//! Queue-backed sink with a dedicated writer thread.
//!
//! Application threads push finished items into a bounded lock-free queue and
//! return immediately; a full queue drops the item. A single writer thread
//! drains the queue, encodes items with a [`TraceWriter`] and writes them to a
//! [`TraceOutput`].
//!
//! Delivery is at most once. When a write fails the item is lost, the stream
//! is abandoned, and the next item opens the output again with a fresh
//! stream. When a stream reaches the output's rotation threshold it is
//! finished and the output rotated; the next item starts a new stream, so
//! every definition is disclosed again.

use super::TraceSink;
use super::output::{NullOutput, RotatingFileOutput, TraceOutput};
use crate::config::{OutputConfig, SinkConfig, TracerConfig};
use crate::error::Result;
use crate::metrics::{MetricRegistry, PerfRecord};
use crate::symbol::SymbolRegistry;
use crate::trace::TraceRecord;
use crate::tracing_compat::{debug, error, info};
use crate::wire::{Framing, TraceWriter};
use crossbeam_queue::ArrayQueue;
use parking_lot::{Condvar, Mutex, RwLock};
use std::io::{self, Write};
use std::sync::Arc;
use std::sync::atomic::{AtomicBool, AtomicU64, Ordering};
use std::thread::{self, JoinHandle};
use std::time::{Duration, SystemTime, UNIX_EPOCH};

/// Longest time the writer sleeps without checking the queue.
const IDLE_WAIT: Duration = Duration::from_millis(20);

/// Snapshot of a sink's counters.
#[derive(Debug, Clone, Copy, Default, PartialEq, Eq)]
pub struct SinkStats {
    /// Items accepted into the queue.
    pub submitted: u64,
    /// Items refused because the queue was full or the sink shut down.
    pub dropped: u64,
    /// Items written to the output.
    pub written: u64,
    /// Items lost to encoding or I/O failures.
    pub errors: u64,
    /// Completed output rotations.
    pub rotations: u64,
}

#[derive(Debug, Default)]
struct Counters {
    submitted: AtomicU64,
    dropped: AtomicU64,
    written: AtomicU64,
    errors: AtomicU64,
    rotations: AtomicU64,
}

impl Counters {
    fn snapshot(&self) -> SinkStats {
        SinkStats {
            submitted: self.submitted.load(Ordering::Relaxed),
            dropped: self.dropped.load(Ordering::Relaxed),
            written: self.written.load(Ordering::Relaxed),
            errors: self.errors.load(Ordering::Relaxed),
            rotations: self.rotations.load(Ordering::Relaxed),
        }
    }
}

enum SinkItem {
    Trace(TraceRecord),
    Perf(PerfRecord),
}

struct Shared {
    queue: ArrayQueue<SinkItem>,
    running: AtomicBool,
    /// Held shared while pushing, exclusively while stopping, so no push can
    /// land after the writer's last drain.
    gate: RwLock<()>,
    idle: Mutex<()>,
    wakeup: Condvar,
    counters: Counters,
}

/// Options for an [`AsyncSink`].
#[derive(Debug, Clone)]
pub struct SinkOptions {
    /// Queue capacity.
    pub capacity: usize,
    /// Stream body framing.
    pub framing: Framing,
    /// Agent name announced in each stream's handshake.
    pub agent: String,
}

impl Default for SinkOptions {
    fn default() -> Self {
        let config = SinkConfig::default();
        Self {
            capacity: config.queue_capacity,
            framing: Framing::Plain,
            agent: TracerConfig::default().agent_name,
        }
    }
}

/// Sink that hands items to a background writer thread.
pub struct AsyncSink {
    shared: Arc<Shared>,
    worker: Mutex<Option<JoinHandle<()>>>,
    describe: String,
}

impl AsyncSink {
    /// Starts the writer thread for `output`.
    pub fn spawn(
        output: Box<dyn TraceOutput>,
        options: SinkOptions,
        symbols: Arc<SymbolRegistry>,
        metrics: Arc<MetricRegistry>,
    ) -> io::Result<Self> {
        let shared = Arc::new(Shared {
            queue: ArrayQueue::new(options.capacity.max(1)),
            running: AtomicBool::new(true),
            gate: RwLock::new(()),
            idle: Mutex::new(()),
            wakeup: Condvar::new(),
            counters: Counters::default(),
        });
        let describe = output.describe();
        let state = WriterState {
            output,
            writer: None,
            framing: options.framing,
            agent: options.agent,
            symbols,
            metrics,
        };

        let worker_shared = Arc::clone(&shared);
        let worker = thread::Builder::new()
            .name("calltrace-writer".to_string())
            .spawn(move || writer_loop(&worker_shared, state))?;

        info!(output = %describe, capacity = options.capacity, "trace sink started");
        Ok(Self {
            shared,
            worker: Mutex::new(Some(worker)),
            describe,
        })
    }

    /// Starts a sink as described by `config`.
    pub fn from_config(
        config: &TracerConfig,
        symbols: Arc<SymbolRegistry>,
        metrics: Arc<MetricRegistry>,
    ) -> Result<Self> {
        let output: Box<dyn TraceOutput> = match &config.sink.output {
            OutputConfig::Null => Box::new(NullOutput),
            OutputConfig::File {
                path,
                max_size,
                max_archives,
            } => Box::new(RotatingFileOutput::new(path, *max_size, *max_archives)),
        };
        let options = SinkOptions {
            capacity: config.sink.queue_capacity,
            framing: if config.sink.compress {
                Framing::Compressed
            } else {
                Framing::Plain
            },
            agent: config.agent_name.clone(),
        };
        Ok(Self::spawn(output, options, symbols, metrics)?)
    }

    fn enqueue(&self, item: SinkItem) -> bool {
        let counters = &self.shared.counters;
        let _open = self.shared.gate.read();
        if !self.shared.running.load(Ordering::Acquire) {
            counters.dropped.fetch_add(1, Ordering::Relaxed);
            return false;
        }
        match self.shared.queue.push(item) {
            Ok(()) => {
                counters.submitted.fetch_add(1, Ordering::Relaxed);
                self.shared.wakeup.notify_one();
                true
            }
            Err(_) => {
                counters.dropped.fetch_add(1, Ordering::Relaxed);
                false
            }
        }
    }

    /// Returns the number of items waiting in the queue.
    pub fn pending(&self) -> usize {
        self.shared.queue.len()
    }

    /// Returns a snapshot of the counters.
    pub fn stats(&self) -> SinkStats {
        self.shared.counters.snapshot()
    }

    /// Returns true until [`shutdown`](Self::shutdown) is called.
    pub fn is_running(&self) -> bool {
        self.shared.running.load(Ordering::Acquire)
    }

    /// Stops accepting items, writes everything already queued, ends the
    /// stream and joins the writer thread. Calling it again does nothing.
    pub fn shutdown(&self) -> SinkStats {
        {
            let _closed = self.shared.gate.write();
            self.shared.running.store(false, Ordering::Release);
        }
        self.shared.wakeup.notify_all();
        if let Some(worker) = self.worker.lock().take() {
            if worker.join().is_err() {
                error!(output = %self.describe, "trace writer thread panicked");
            }
        }
        self.stats()
    }
}

impl TraceSink for AsyncSink {
    fn submit(&self, record: TraceRecord) -> bool {
        self.enqueue(SinkItem::Trace(record))
    }

    fn submit_perf(&self, record: PerfRecord) -> bool {
        self.enqueue(SinkItem::Perf(record))
    }
}

impl Drop for AsyncSink {
    fn drop(&mut self) {
        self.shutdown();
    }
}

impl std::fmt::Debug for AsyncSink {
    fn fmt(&self, f: &mut std::fmt::Formatter<'_>) -> std::fmt::Result {
        f.debug_struct("AsyncSink")
            .field("output", &self.describe)
            .field("pending", &self.pending())
            .field("stats", &self.stats())
            .finish_non_exhaustive()
    }
}

fn writer_loop(shared: &Shared, mut state: WriterState) {
    loop {
        let mut wrote = false;
        while let Some(item) = shared.queue.pop() {
            state.write(item, &shared.counters);
            wrote = true;
        }
        if wrote {
            state.flush(&shared.counters);
        }
        if !shared.running.load(Ordering::Acquire) {
            // Items pushed before the gate closed.
            while let Some(item) = shared.queue.pop() {
                state.write(item, &shared.counters);
            }
            break;
        }
        let mut idle = shared.idle.lock();
        if shared.queue.is_empty() && shared.running.load(Ordering::Acquire) {
            shared.wakeup.wait_for(&mut idle, IDLE_WAIT);
        }
    }
    state.finish(&shared.counters);
    debug!("trace writer stopped");
}

/// Counts bytes written through it.
struct CountingWriter {
    inner: Box<dyn Write + Send>,
    bytes: u64,
}

impl Write for CountingWriter {
    fn write(&mut self, buf: &[u8]) -> io::Result<usize> {
        let n = self.inner.write(buf)?;
        self.bytes += n as u64;
        Ok(n)
    }

    fn flush(&mut self) -> io::Result<()> {
        self.inner.flush()
    }
}

struct WriterState {
    output: Box<dyn TraceOutput>,
    writer: Option<TraceWriter<CountingWriter>>,
    framing: Framing,
    agent: String,
    symbols: Arc<SymbolRegistry>,
    metrics: Arc<MetricRegistry>,
}

impl WriterState {
    fn stream(&mut self) -> Result<&mut TraceWriter<CountingWriter>> {
        let writer = match self.writer.take() {
            Some(writer) => writer,
            None => {
                let inner = self.output.open()?;
                debug!(output = %self.output.describe(), "trace stream opened");
                TraceWriter::start(
                    CountingWriter { inner, bytes: 0 },
                    self.framing,
                    self.agent.clone(),
                    now_millis(),
                    Arc::clone(&self.symbols),
                    Arc::clone(&self.metrics),
                )?
            }
        };
        Ok(self.writer.insert(writer))
    }

    fn write(&mut self, item: SinkItem, counters: &Counters) {
        let result = self.stream().and_then(|writer| match &item {
            SinkItem::Trace(record) => writer.write_trace(record),
            SinkItem::Perf(record) => writer.write_perf(record),
        });
        match result {
            Ok(()) => {
                counters.written.fetch_add(1, Ordering::Relaxed);
                self.rotate_if_full(counters);
            }
            Err(e) => {
                counters.errors.fetch_add(1, Ordering::Relaxed);
                error!(output = %self.output.describe(), error = %e, "trace write failed, reopening");
                self.writer = None;
            }
        }
    }

    fn rotate_if_full(&mut self, counters: &Counters) {
        let Some(threshold) = self.output.rotation_threshold() else {
            return;
        };
        let full = self
            .writer
            .as_ref()
            .is_some_and(|w| w.get_ref().bytes >= threshold);
        if !full {
            return;
        }
        self.finish(counters);
        match self.output.rotate() {
            Ok(()) => {
                counters.rotations.fetch_add(1, Ordering::Relaxed);
                debug!(output = %self.output.describe(), "trace output rotated");
            }
            Err(e) => {
                error!(output = %self.output.describe(), error = %e, "trace output rotation failed");
            }
        }
    }

    fn flush(&mut self, counters: &Counters) {
        if let Some(writer) = &mut self.writer {
            if let Err(e) = writer.flush() {
                counters.errors.fetch_add(1, Ordering::Relaxed);
                error!(output = %self.output.describe(), error = %e, "trace flush failed, reopening");
                self.writer = None;
            }
        }
    }

    fn finish(&mut self, counters: &Counters) {
        if let Some(writer) = self.writer.take() {
            if let Err(e) = writer.finish() {
                counters.errors.fetch_add(1, Ordering::Relaxed);
                error!(output = %self.output.describe(), error = %e, "trace stream did not close cleanly");
            }
        }
    }
}

fn now_millis() -> u64 {
    SystemTime::now()
        .duration_since(UNIX_EPOCH)
        .map_or(0, |d| d.as_millis() as u64)
}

Instructions for the task
Word for word, reproduce the listing above from its start up to and including the line that has "single writer thread". Give only those lines.

Expected answer
//! Queue-backed sink with a dedicated writer thread.
//!
//! Application threads push finished items into a bounded lock-free queue and
//! return immediately; a full queue drops the item. A single writer thread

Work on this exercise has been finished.